Scienza: arrivano le piante sintetiche, costruite in laboratorio

Dopo gli Ogm, arrivano le piante sintetiche. A differenza degli organismi geneticamente modificati, le sequenze di Dna innestate in queste piante sono artificiali, ossia progettate e costruite in laboratorio. Le descrivono su Science June Medford e Ashoka Prasad, dell’ universita’ americana del Colorado. Grazie alle piante sintetiche si potranno ottenere ‘fabbriche’ biologiche di vaccini o carburanti, ma anche ‘sensori vegetali’ che percepiscono sostanze tossiche. I primi tentativi nei laboratori di tutto il mondo cominciano ad avere i primi successi: ”e’ in corso un gigantesco esperimento, ma credo che per decenni restera’ in laboratorio.
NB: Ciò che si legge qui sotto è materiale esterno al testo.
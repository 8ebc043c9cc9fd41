//! Utilidades de validación
//!
//! Este módulo contiene funciones helper para validación de datos
//! y conversión de tipos.

use serde::Serialize;
use validator::ValidationError;

/// Validar que un string no esté vacío
pub fn validate_not_empty(value: &str) -> Result<(), ValidationError> {
    if value.trim().is_empty() {
        let mut error = ValidationError::new("not_empty");
        error.add_param("value".into(), &value.to_string());
        return Err(error);
    }
    Ok(())
}

/// Validar que un valor esté en un rango específico
pub fn validate_range<T: PartialOrd + std::fmt::Display + Serialize>(
    value: T,
    min: T,
    max: T,
) -> Result<(), ValidationError> {
    if value < min || value > max {
        let mut error = ValidationError::new("range");
        error.add_param("min".into(), &min);
        error.add_param("max".into(), &max);
        error.add_param("actual".into(), &value);
        return Err(error);
    }
    Ok(())
}

/// Validar que un valor sea no negativo
pub fn validate_non_negative<T: PartialOrd + std::fmt::Display + num_traits::Zero + Serialize>(
    value: T,
) -> Result<(), ValidationError> {
    if value < T::zero() {
        let mut error = ValidationError::new("non_negative");
        error.add_param("value".into(), &value);
        return Err(error);
    }
    Ok(())
}

#[cfg(test)]
mod tests {
    use super::*;
    use rust_decimal::Decimal;

    #[test]
    fn test_validate_not_empty() {
        assert!(validate_not_empty("Tesla").is_ok());
        assert!(validate_not_empty("").is_err());
        assert!(validate_not_empty("   ").is_err());
    }

    #[test]
    fn test_validate_range() {
        assert!(validate_range(2024, 1900, 2028).is_ok());
        assert!(validate_range(1899, 1900, 2028).is_err());
        assert!(validate_range(2029, 1900, 2028).is_err());
    }

    #[test]
    fn test_validate_non_negative() {
        assert!(validate_non_negative(Decimal::ZERO).is_ok());
        assert!(validate_non_negative(Decimal::new(250, 2)).is_ok());
        assert!(validate_non_negative(Decimal::new(-1, 0)).is_err());
    }
}
//! Modelo de Vehicle
//!
//! Este módulo contiene el struct VehicleRecord y sus variantes para CRUD
//! operations. Mapea exactamente al schema de la tabla vehicles del servicio
//! de directorio (columnas snake_case, columna `type` para la categoría).

use chrono::{DateTime, Utc};
use rust_decimal::Decimal;
use serde::{Deserialize, Serialize};

use crate::utils::format::vehicle_label;

/// Año mínimo aceptado para un vehículo de la flota
pub const MIN_VEHICLE_YEAR: i32 = 1900;

/// Capacidad de pasajeros por defecto cuando el formulario no trae una válida
pub const DEFAULT_CAPACITY: i32 = 4;

/// Vehicle principal - mapea exactamente a la tabla vehicles
#[derive(Debug, Clone, PartialEq, Serialize, Deserialize)]
pub struct VehicleRecord {
    /// Identificador opaco asignado por el directorio al crear; inmutable
    pub id: String,
    pub make: String,
    pub model: String,
    pub year: i32,
    pub color: String,
    pub license_plate: String,
    #[serde(rename = "type")]
    pub vehicle_type: String,
    pub base_price: Decimal,
    pub price_per_km: Decimal,
    pub capacity: i32,
    pub is_available: bool,
    pub image_url: Option<String>,
    /// Asignado por el directorio; orden de frescura por defecto del listado
    pub created_at: DateTime<Utc>,
}

/// Payload de escritura de un vehículo - lo que viaja en insert/update,
/// ya validado y coercionado (matrícula en mayúsculas, montos con fallback)
#[derive(Debug, Clone, PartialEq, Serialize, Deserialize)]
pub struct VehicleFields {
    pub make: String,
    pub model: String,
    pub year: i32,
    pub color: String,
    pub license_plate: String,
    #[serde(rename = "type")]
    pub vehicle_type: String,
    pub base_price: Decimal,
    pub price_per_km: Decimal,
    pub capacity: i32,
    pub is_available: bool,
    pub image_url: Option<String>,
}

impl VehicleRecord {
    /// Construir un registro a partir del payload, con id y created_at
    /// asignados por el directorio
    pub fn from_fields(id: String, fields: VehicleFields, created_at: DateTime<Utc>) -> Self {
        Self {
            id,
            make: fields.make,
            model: fields.model,
            year: fields.year,
            color: fields.color,
            license_plate: fields.license_plate,
            vehicle_type: fields.vehicle_type,
            base_price: fields.base_price,
            price_per_km: fields.price_per_km,
            capacity: fields.capacity,
            is_available: fields.is_available,
            image_url: fields.image_url,
            created_at,
        }
    }

    /// Sobrescribir los campos editables; id y created_at no cambian nunca
    pub fn apply_fields(&mut self, fields: VehicleFields) {
        self.make = fields.make;
        self.model = fields.model;
        self.year = fields.year;
        self.color = fields.color;
        self.license_plate = fields.license_plate;
        self.vehicle_type = fields.vehicle_type;
        self.base_price = fields.base_price;
        self.price_per_km = fields.price_per_km;
        self.capacity = fields.capacity;
        self.is_available = fields.is_available;
        self.image_url = fields.image_url;
    }

    /// Etiqueta corta para el listado y el prompt de confirmación
    pub fn label(&self) -> String {
        vehicle_label(self.year, &self.make, &self.model)
    }
}

/// Estadísticas agregadas de la flota - siempre sobre la colección
/// autoritativa completa, nunca sobre la vista filtrada
#[derive(Debug, Clone, Copy, PartialEq, Eq, Serialize)]
pub struct FleetStats {
    pub total: usize,
    pub available: usize,
    pub unavailable: usize,
}

#[cfg(test)]
mod tests {
    use super::*;

    fn sample_fields() -> VehicleFields {
        VehicleFields {
            make: "Tesla".to_string(),
            model: "Model S".to_string(),
            year: 2024,
            color: "Black".to_string(),
            license_plate: "GLR100".to_string(),
            vehicle_type: "Sedan".to_string(),
            base_price: Decimal::new(5000, 2),
            price_per_km: Decimal::new(250, 2),
            capacity: 4,
            is_available: true,
            image_url: None,
        }
    }

    #[test]
    fn test_apply_fields_keeps_identity() {
        let created_at = Utc::now();
        let mut record =
            VehicleRecord::from_fields("veh-1".to_string(), sample_fields(), created_at);

        let mut updated = sample_fields();
        updated.color = "White".to_string();
        record.apply_fields(updated);

        assert_eq!(record.id, "veh-1");
        assert_eq!(record.created_at, created_at);
        assert_eq!(record.color, "White");
    }

    #[test]
    fn test_label() {
        let record = VehicleRecord::from_fields("veh-1".to_string(), sample_fields(), Utc::now());
        assert_eq!(record.label(), "2024 Tesla Model S");
    }

    #[test]
    fn test_vehicle_type_serializes_as_type_column() {
        let record = VehicleRecord::from_fields("veh-1".to_string(), sample_fields(), Utc::now());
        let json = serde_json::to_value(&record).unwrap();
        assert_eq!(json["type"], "Sedan");
    }
}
L’obiettivo adesso non e’ tanto ottenere piante in grado di fare determinate cose, quanto capire come funziona il loro Dna”, osserva Roberto Defez, dell’Istituto di Bioscienze e Biorisorse (Ibbr) del Consiglio Nazionale delle Ricerche (Cnr) a Napoli.
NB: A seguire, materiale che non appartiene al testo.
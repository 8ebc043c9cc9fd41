//! Modelos del sistema
//!
//! Este módulo contiene los modelos de datos que mapean exactamente
//! al schema de la tabla vehicles del servicio de directorio.

pub mod vehicle;
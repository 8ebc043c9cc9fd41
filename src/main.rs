use std::sync::Arc;

use anyhow::Result;
use dotenvy::dotenv;
use tracing::info;

use fleet_console::config::environment::EnvironmentConfig;
use fleet_console::controllers::VehicleListController;
use fleet_console::directory::InMemoryVehicleDirectory;
use fleet_console::dto::query_dto::{SortDirection, SortKey};
use fleet_console::dto::vehicle_dto::VehicleForm;
use fleet_console::presentation::ConsoleSink;
use fleet_console::utils::format::{format_currency, format_date};

#[tokio::main]
async fn main() -> Result<()> {
    // Cargar variables de entorno
    dotenv().ok();

    let config = EnvironmentConfig::default();

    // Configurar logging
    tracing_subscriber::fmt()
        .with_max_level(if config.is_development() {
            tracing::Level::DEBUG
        } else {
            tracing::Level::INFO
        })
        .init();

    info!("🚗 Fleet Console - panel de administración de flota");
    info!("==================================================");

    // El directorio en memoria reemplaza a la tabla hosteada en la demo
    let directory = Arc::new(InMemoryVehicleDirectory::new());
    if config.seed_demo_fleet {
        let seeded = directory.seed_demo_fleet().await?;
        info!("✅ {} vehículos de demostración sembrados", seeded);
    }

    let sink = Arc::new(ConsoleSink);
    let mut console = VehicleListController::new(directory, sink);

    // Carga inicial
    console.load().await?;
    let stats = console.compute_stats();
    info!("📊 Stats de flota: {}", serde_json::to_string(&stats)?);

    // Búsqueda y ordenado como los dispara el panel
    console.set_search_term("sedan");
    info!(
        "🔍 Búsqueda 'sedan': {} resultado(s)",
        console.derived_view().len()
    );

    console.set_search_term("");
    console.set_sort(SortKey::PricePerKm, SortDirection::Ascending);
    info!("🚙 Flota por precio por km:");
    for vehicle in console.derived_view() {
        info!(
            "   {} - {} / km - {} - alta {}",
            vehicle.label(),
            format_currency(vehicle.price_per_km),
            if vehicle.is_available {
                "Available"
            } else {
                "Out of Service"
            },
            format_date(vehicle.created_at)
        );
    }

    // Alta de un vehículo nuevo vía formulario
    let form = VehicleForm {
        make: "Tesla".to_string(),
        model: "Model S".to_string(),
        year: "2024".to_string(),
        color: "Black".to_string(),
        license_plate: "glr100".to_string(),
        vehicle_type: "Sedan".to_string(),
        base_price: "75.00".to_string(),
        price_per_km: "3.10".to_string(),
        capacity: "5".to_string(),
        is_available: "true".to_string(),
        image_url: String::new(),
    };
    console.create_or_update(&form, None).await?;

    let created_id = console
        .vehicles()
        .iter()
        .find(|v| v.license_plate == "GLR100")
        .map(|v| v.id.clone())
        .expect("el vehículo recién creado debe estar en la colección");
    info!("🆕 Vehículo creado con id {}", created_id);

    // Flujo de borrado con confirmación
    console.request_deletion(&created_id)?;
    console.confirm_deletion().await?;

    let stats = console.compute_stats();
    info!("📊 Stats finales: {}", serde_json::to_string(&stats)?);
    info!("👋 Demo finalizada");

    Ok(())
}
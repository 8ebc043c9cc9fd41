//! DTOs del formulario de vehículo

use std::str::FromStr;

use chrono::{Datelike, Utc};
use rust_decimal::Decimal;
use serde::Deserialize;

use crate::models::vehicle::{VehicleFields, DEFAULT_CAPACITY, MIN_VEHICLE_YEAR};
use crate::utils::errors::{validation_error, AppResult};
use crate::utils::validation::{validate_non_negative, validate_not_empty, validate_range};

// Payload crudo del formulario - todos los campos llegan como texto, tal como
// los entrega el form del panel
#[derive(Debug, Clone, Default, Deserialize)]
pub struct VehicleForm {
    pub make: String,
    pub model: String,
    pub year: String,
    pub color: String,
    pub license_plate: String,
    pub vehicle_type: String,
    pub base_price: String,
    pub price_per_km: String,
    pub capacity: String,
    pub is_available: String,
    pub image_url: String,
}

impl VehicleForm {
    /// Validar los campos requeridos y convertir el payload a VehicleFields.
    /// Falla nombrando el primer campo violado, antes de tocar el directorio.
    ///
    /// Coerciones: matrícula en mayúsculas, montos no parseables a 0,
    /// capacidad no parseable o no positiva a 4, imagen vacía a None.
    pub fn validate_and_coerce(&self) -> AppResult<VehicleFields> {
        validate_not_empty(&self.make).map_err(|_| validation_error("make", "make is required"))?;
        validate_not_empty(&self.model)
            .map_err(|_| validation_error("model", "model is required"))?;

        let year: i32 = self
            .year
            .trim()
            .parse()
            .map_err(|_| validation_error("year", "year must be a number"))?;
        let max_year = Utc::now().year() + 2;
        validate_range(year, MIN_VEHICLE_YEAR, max_year).map_err(|_| {
            validation_error(
                "year",
                &format!(
                    "year must be between {} and {}",
                    MIN_VEHICLE_YEAR, max_year
                ),
            )
        })?;

        validate_not_empty(&self.color)
            .map_err(|_| validation_error("color", "color is required"))?;
        validate_not_empty(&self.license_plate)
            .map_err(|_| validation_error("license_plate", "license plate is required"))?;
        validate_not_empty(&self.vehicle_type)
            .map_err(|_| validation_error("vehicle_type", "vehicle type is required"))?;

        let base_price = parse_amount(&self.base_price);
        validate_non_negative(base_price)
            .map_err(|_| validation_error("base_price", "base price must not be negative"))?;
        let price_per_km = parse_amount(&self.price_per_km);
        validate_non_negative(price_per_km)
            .map_err(|_| validation_error("price_per_km", "price per km must not be negative"))?;

        let capacity = self
            .capacity
            .trim()
            .parse::<i32>()
            .ok()
            .filter(|c| *c > 0)
            .unwrap_or(DEFAULT_CAPACITY);

        let image_url = match self.image_url.trim() {
            "" => None,
            url => Some(url.to_string()),
        };

        Ok(VehicleFields {
            make: self.make.trim().to_string(),
            model: self.model.trim().to_string(),
            year,
            color: self.color.trim().to_string(),
            license_plate: self.license_plate.trim().to_uppercase(),
            vehicle_type: self.vehicle_type.trim().to_string(),
            base_price,
            price_per_km,
            capacity,
            is_available: self.is_available.trim() == "true",
            image_url,
        })
    }
}

// Montos del formulario: entrada no parseable vale 0, nunca corta el guardado
fn parse_amount(raw: &str) -> Decimal {
    Decimal::from_str(raw.trim()).unwrap_or(Decimal::ZERO)
}
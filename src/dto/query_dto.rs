//! DTOs de consulta del listado

use serde::{Deserialize, Serialize};

// Clave de ordenado - los valores serializan tal como los envía el
// selector de orden del panel
#[derive(Debug, Clone, Copy, Default, PartialEq, Eq, Serialize, Deserialize)]
#[serde(rename_all = "snake_case")]
pub enum SortKey {
    Make,
    Model,
    Year,
    Color,
    LicensePlate,
    VehicleType,
    Capacity,
    BasePrice,
    PricePerKm,
    /// Orden de frescura, el default del listado
    #[default]
    CreatedAt,
}

#[derive(Debug, Clone, Copy, Default, PartialEq, Eq, Serialize, Deserialize)]
#[serde(rename_all = "snake_case")]
pub enum SortDirection {
    Ascending,
    #[default]
    Descending,
}

#[cfg(test)]
mod tests {
    use super::*;

    #[test]
    fn test_sort_key_deserializes_from_snake_case() {
        let key: SortKey = serde_json::from_str("\"price_per_km\"").unwrap();
        assert_eq!(key, SortKey::PricePerKm);
    }

    #[test]
    fn test_defaults_are_freshness_descending() {
        assert_eq!(SortKey::default(), SortKey::CreatedAt);
        assert_eq!(SortDirection::default(), SortDirection::Descending);
    }
}
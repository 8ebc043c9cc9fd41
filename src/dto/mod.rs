//! DTOs de entrada del panel
//!
//! Payloads crudos tal como llegan del formulario y del selector de orden,
//! separados de los modelos que persiste el directorio.

pub mod query_dto;
pub mod vehicle_dto;
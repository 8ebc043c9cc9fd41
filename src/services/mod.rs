//! Services module
//!
//! Este módulo contiene la lógica de negocio pura del listado: filtrado,
//! ordenado y estadísticas, separada de los efectos (directorio y sink).

pub mod fleet_query_service;

pub use fleet_query_service::*;
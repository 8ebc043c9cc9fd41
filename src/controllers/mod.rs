//! Controladores del panel
//!
//! El view-model del listado de vehículos vive acá. Recibe sus
//! colaboradores (directorio y sink) por inyección al construirse.

pub mod vehicle_list_controller;

pub use vehicle_list_controller::VehicleListController;
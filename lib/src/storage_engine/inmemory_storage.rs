// lib/src/storage_engine/inmemory_storage.rs

use std::collections::{BTreeMap, HashMap};
use async_trait::async_trait;
use tokio::sync::Mutex as TokioMutex;
use log::info;
use models::errors::MedResult;

use crate::storage_engine::StorageEngine;

type Tree = BTreeMap<Vec<u8>, Vec<u8>>;

/// Volatile engine backing tests and local mode. BTreeMap per tree so that
/// prefix scans come back in key order, matching the sled engine.
#[derive(Debug, Default)]
pub struct InMemoryStorage {
    trees: TokioMutex<HashMap<String, Tree>>,
}

impl InMemoryStorage {
    pub fn new() -> Self {
        InMemoryStorage::default()
    }
}

#[async_trait]
impl StorageEngine for InMemoryStorage {
    async fn connect(&self) -> MedResult<()> {
        Ok(())
    }

    async fn insert(&self, tree: &str, key: &[u8], value: Vec<u8>) -> MedResult<()> {
        let mut trees = self.trees.lock().await;
        trees.entry(tree.to_string()).or_default().insert(key.to_vec(), value);
        Ok(())
    }

    async fn retrieve(&self, tree: &str, key: &[u8]) -> MedResult<Option<Vec<u8>>> {
        let trees = self.trees.lock().await;
        Ok(trees.get(tree).and_then(|t| t.get(key).cloned()))
    }

    async fn delete(&self, tree: &str, key: &[u8]) -> MedResult<()> {
        let mut trees = self.trees.lock().await;
        if let Some(t) = trees.get_mut(tree) {
            t.remove(key);
        }
        Ok(())
    }

    async fn scan_prefix(&self, tree: &str, prefix: &[u8]) -> MedResult<Vec<(Vec<u8>, Vec<u8>)>> {
        let trees = self.trees.lock().await;
        let Some(t) = trees.get(tree) else {
            return Ok(Vec::new());
        };
        Ok(t.range(prefix.to_vec()..)
            .take_while(|(k, _)| k.starts_with(prefix))
            .map(|(k, v)| (k.clone(), v.clone()))
            .collect())
    }

    async fn compare_and_swap(
        &self,
        tree: &str,
        key: &[u8],
        expected: Option<Vec<u8>>,
        new: Option<Vec<u8>>,
    ) -> MedResult<bool> {
        // The whole map is behind one lock, so check-then-act is atomic here.
        let mut trees = self.trees.lock().await;
        let t = trees.entry(tree.to_string()).or_default();
        if t.get(key).cloned() != expected {
            return Ok(false);
        }
        match new {
            Some(value) => {
                t.insert(key.to_vec(), value);
            }
            None => {
                t.remove(key);
            }
        }
        Ok(true)
    }

    async fn flush(&self) -> MedResult<()> {
        Ok(())
    }

    fn engine_type(&self) -> &'static str {
        "in-memory"
    }
}

impl Drop for InMemoryStorage {
    fn drop(&mut self) {
        info!("InMemoryStorage dropped; all data discarded");
    }
}

#[cfg(test)]
mod tests {
    use super::*;
    use crate::storage_engine::{index_key, index_scan_prefix};

    #[tokio::test]
    async fn insert_retrieve_delete_round_trip() {
        let engine = InMemoryStorage::new();
        engine.insert("users", b"ann@x.com", b"record".to_vec()).await.unwrap();
        assert_eq!(
            engine.retrieve("users", b"ann@x.com").await.unwrap(),
            Some(b"record".to_vec())
        );
        engine.delete("users", b"ann@x.com").await.unwrap();
        assert_eq!(engine.retrieve("users", b"ann@x.com").await.unwrap(), None);
    }

    #[tokio::test]
    async fn scan_prefix_is_bounded_and_ordered() {
        let engine = InMemoryStorage::new();
        engine
            .insert("idx", &index_key("ann@x.com", "b"), vec![2])
            .await
            .unwrap();
        engine
            .insert("idx", &index_key("ann@x.com", "a"), vec![1])
            .await
            .unwrap();
        engine
            .insert("idx", &index_key("bob@x.com", "a"), vec![3])
            .await
            .unwrap();

        let entries = engine
            .scan_prefix("idx", &index_scan_prefix("ann@x.com"))
            .await
            .unwrap();
        assert_eq!(entries.len(), 2);
        assert_eq!(entries[0].1, vec![1]);
        assert_eq!(entries[1].1, vec![2]);
    }

    #[tokio::test]
    async fn compare_and_swap_rejects_stale_expectation() {
        let engine = InMemoryStorage::new();
        assert!(engine
            .compare_and_swap("t", b"k", None, Some(b"v1".to_vec()))
            .await
            .unwrap());
        // Second conditional insert against None must lose.
        assert!(!engine
            .compare_and_swap("t", b"k", None, Some(b"v2".to_vec()))
            .await
            .unwrap());
        assert!(engine
            .compare_and_swap("t", b"k", Some(b"v1".to_vec()), Some(b"v2".to_vec()))
            .await
            .unwrap());
        assert_eq!(engine.retrieve("t", b"k").await.unwrap(), Some(b"v2".to_vec()));
    }
}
”E’ come avere di fronte – aggiunge – un televisore complicatissimo e smontarlo per vedere quali pezzi servono a produrre video o suono”. L’approccio e’ lo stesso dell’elettronica: si assemblano circuiti genetici per ottenere piante con funzioni specifiche. E’ stato ottenuto, per esempio, tabacco che contiene una proteina progettata in laboratorio che permette alla pianta di sentire alcune sostanze chimiche e di segnalarne la presenza diventando piu’ chiara, grazie a una perdita di clorofilla. L’obiettivo ultimo e’ arrivare a piante ‘bioniche’, ossia con circuiti di silicio assemblati nel Dna.